[Stored dataset items]
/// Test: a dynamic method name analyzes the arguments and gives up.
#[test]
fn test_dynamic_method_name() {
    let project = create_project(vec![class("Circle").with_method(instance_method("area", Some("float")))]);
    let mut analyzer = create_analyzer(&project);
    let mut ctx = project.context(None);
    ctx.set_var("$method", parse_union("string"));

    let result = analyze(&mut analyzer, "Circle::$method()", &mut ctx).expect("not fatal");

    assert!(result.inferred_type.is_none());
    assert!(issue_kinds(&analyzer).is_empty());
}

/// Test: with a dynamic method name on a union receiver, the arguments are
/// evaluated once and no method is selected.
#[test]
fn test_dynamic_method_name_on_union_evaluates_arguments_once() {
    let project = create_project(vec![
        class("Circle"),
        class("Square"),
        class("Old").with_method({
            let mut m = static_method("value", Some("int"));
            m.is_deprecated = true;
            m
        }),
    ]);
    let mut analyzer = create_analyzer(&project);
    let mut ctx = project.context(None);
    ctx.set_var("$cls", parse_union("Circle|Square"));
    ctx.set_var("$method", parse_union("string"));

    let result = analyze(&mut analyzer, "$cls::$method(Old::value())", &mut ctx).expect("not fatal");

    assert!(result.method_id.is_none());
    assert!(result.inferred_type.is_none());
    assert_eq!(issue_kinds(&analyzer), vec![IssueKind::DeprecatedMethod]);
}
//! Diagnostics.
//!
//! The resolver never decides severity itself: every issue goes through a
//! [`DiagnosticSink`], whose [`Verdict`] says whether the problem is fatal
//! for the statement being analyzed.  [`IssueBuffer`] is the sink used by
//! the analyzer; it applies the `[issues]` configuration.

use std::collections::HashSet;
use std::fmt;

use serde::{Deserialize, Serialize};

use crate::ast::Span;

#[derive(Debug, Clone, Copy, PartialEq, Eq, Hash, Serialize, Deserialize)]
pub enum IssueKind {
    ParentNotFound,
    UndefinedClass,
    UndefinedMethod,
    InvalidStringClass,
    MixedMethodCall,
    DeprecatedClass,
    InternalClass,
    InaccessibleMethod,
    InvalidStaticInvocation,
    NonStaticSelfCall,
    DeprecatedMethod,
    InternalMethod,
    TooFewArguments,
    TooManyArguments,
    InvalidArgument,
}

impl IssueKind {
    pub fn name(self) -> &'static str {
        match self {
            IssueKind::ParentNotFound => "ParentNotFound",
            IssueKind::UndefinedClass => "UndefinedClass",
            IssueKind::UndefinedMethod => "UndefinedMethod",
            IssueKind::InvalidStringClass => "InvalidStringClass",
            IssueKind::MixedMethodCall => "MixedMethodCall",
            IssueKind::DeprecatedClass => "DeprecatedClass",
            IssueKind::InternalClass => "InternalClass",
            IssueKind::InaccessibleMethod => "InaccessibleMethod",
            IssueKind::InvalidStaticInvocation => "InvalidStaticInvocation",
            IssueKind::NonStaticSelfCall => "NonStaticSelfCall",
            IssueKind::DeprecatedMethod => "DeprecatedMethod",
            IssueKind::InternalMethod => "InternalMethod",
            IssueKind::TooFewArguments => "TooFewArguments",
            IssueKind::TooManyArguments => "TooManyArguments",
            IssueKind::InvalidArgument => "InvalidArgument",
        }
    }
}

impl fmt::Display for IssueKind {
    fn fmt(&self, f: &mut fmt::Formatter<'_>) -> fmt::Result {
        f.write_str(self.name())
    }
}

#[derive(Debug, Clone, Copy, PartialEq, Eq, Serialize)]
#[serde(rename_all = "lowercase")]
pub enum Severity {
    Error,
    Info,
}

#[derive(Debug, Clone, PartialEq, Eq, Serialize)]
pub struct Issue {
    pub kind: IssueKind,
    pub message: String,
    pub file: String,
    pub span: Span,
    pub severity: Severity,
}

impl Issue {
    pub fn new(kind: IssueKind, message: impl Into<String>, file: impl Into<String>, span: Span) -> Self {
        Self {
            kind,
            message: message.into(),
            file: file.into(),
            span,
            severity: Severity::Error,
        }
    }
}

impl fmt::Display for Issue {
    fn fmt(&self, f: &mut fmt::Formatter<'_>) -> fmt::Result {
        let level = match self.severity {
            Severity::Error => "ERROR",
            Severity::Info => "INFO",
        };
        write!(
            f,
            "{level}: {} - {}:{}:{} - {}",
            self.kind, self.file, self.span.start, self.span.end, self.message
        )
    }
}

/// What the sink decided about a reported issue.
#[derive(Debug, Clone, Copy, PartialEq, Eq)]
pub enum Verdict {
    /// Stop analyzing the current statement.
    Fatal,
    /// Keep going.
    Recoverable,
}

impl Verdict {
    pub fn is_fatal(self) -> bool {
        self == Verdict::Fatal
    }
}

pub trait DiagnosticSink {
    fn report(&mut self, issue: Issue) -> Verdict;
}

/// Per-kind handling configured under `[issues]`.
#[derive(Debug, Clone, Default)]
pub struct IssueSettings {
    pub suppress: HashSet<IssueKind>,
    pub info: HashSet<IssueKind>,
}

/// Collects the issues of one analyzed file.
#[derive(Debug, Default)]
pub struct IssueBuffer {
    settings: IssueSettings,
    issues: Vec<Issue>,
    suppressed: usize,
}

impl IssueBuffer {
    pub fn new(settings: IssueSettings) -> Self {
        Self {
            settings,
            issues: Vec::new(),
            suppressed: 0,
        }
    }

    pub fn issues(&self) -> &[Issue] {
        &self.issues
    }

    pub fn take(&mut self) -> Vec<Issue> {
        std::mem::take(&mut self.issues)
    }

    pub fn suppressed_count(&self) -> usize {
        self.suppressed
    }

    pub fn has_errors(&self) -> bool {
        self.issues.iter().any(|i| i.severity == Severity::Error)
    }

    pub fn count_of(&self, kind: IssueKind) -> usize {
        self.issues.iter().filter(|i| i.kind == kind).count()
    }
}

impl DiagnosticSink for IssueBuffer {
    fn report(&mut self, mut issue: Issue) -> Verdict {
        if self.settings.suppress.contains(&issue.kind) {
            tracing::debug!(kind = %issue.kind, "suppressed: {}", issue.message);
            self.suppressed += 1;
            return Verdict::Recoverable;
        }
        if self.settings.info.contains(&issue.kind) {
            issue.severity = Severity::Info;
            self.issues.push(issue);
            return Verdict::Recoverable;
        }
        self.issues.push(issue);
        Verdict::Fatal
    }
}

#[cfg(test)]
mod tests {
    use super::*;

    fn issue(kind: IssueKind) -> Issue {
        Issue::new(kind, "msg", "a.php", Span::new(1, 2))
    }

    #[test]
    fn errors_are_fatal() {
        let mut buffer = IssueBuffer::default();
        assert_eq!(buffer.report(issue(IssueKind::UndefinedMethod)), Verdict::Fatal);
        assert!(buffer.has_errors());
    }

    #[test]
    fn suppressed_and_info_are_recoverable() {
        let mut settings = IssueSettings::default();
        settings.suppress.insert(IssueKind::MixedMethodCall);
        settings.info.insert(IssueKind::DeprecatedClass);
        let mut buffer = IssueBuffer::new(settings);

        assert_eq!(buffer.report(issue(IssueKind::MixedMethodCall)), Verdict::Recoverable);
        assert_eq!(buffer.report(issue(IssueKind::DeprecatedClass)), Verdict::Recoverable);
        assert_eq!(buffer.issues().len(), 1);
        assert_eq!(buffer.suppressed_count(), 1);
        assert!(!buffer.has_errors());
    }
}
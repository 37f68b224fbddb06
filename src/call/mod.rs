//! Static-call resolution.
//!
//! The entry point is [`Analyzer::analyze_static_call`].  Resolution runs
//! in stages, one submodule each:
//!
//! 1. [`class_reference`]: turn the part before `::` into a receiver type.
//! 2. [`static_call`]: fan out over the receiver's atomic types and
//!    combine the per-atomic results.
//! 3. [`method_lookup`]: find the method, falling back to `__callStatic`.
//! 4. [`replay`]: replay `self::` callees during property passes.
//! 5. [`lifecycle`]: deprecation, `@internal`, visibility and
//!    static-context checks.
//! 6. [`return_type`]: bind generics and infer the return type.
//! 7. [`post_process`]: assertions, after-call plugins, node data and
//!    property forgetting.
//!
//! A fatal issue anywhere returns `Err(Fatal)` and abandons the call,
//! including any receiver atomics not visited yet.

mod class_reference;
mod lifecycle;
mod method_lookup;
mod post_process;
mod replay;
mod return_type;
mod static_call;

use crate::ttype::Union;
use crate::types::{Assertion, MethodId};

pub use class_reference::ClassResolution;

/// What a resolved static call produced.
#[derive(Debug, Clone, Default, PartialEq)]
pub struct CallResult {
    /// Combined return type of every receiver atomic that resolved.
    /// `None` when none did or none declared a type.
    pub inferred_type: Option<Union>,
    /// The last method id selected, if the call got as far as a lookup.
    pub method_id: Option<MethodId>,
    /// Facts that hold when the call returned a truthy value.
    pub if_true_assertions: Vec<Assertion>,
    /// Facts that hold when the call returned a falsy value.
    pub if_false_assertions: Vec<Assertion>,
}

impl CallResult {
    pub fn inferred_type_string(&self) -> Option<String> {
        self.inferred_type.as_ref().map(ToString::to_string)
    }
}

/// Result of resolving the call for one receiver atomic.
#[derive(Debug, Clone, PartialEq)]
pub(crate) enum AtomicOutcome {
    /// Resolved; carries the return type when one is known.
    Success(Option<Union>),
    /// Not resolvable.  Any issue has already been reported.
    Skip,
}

# [Task objective]
Scan the records above for the string "value", then report every line that contains it.

# [Your solution]
            let mut m = static_method("value", Some("int"));
    let result = analyze(&mut analyzer, "$cls::$method(Old::value())", &mut ctx).expect("not fatal");
    /// Facts that hold when the call returned a truthy value.
    /// Facts that hold when the call returned a falsy value.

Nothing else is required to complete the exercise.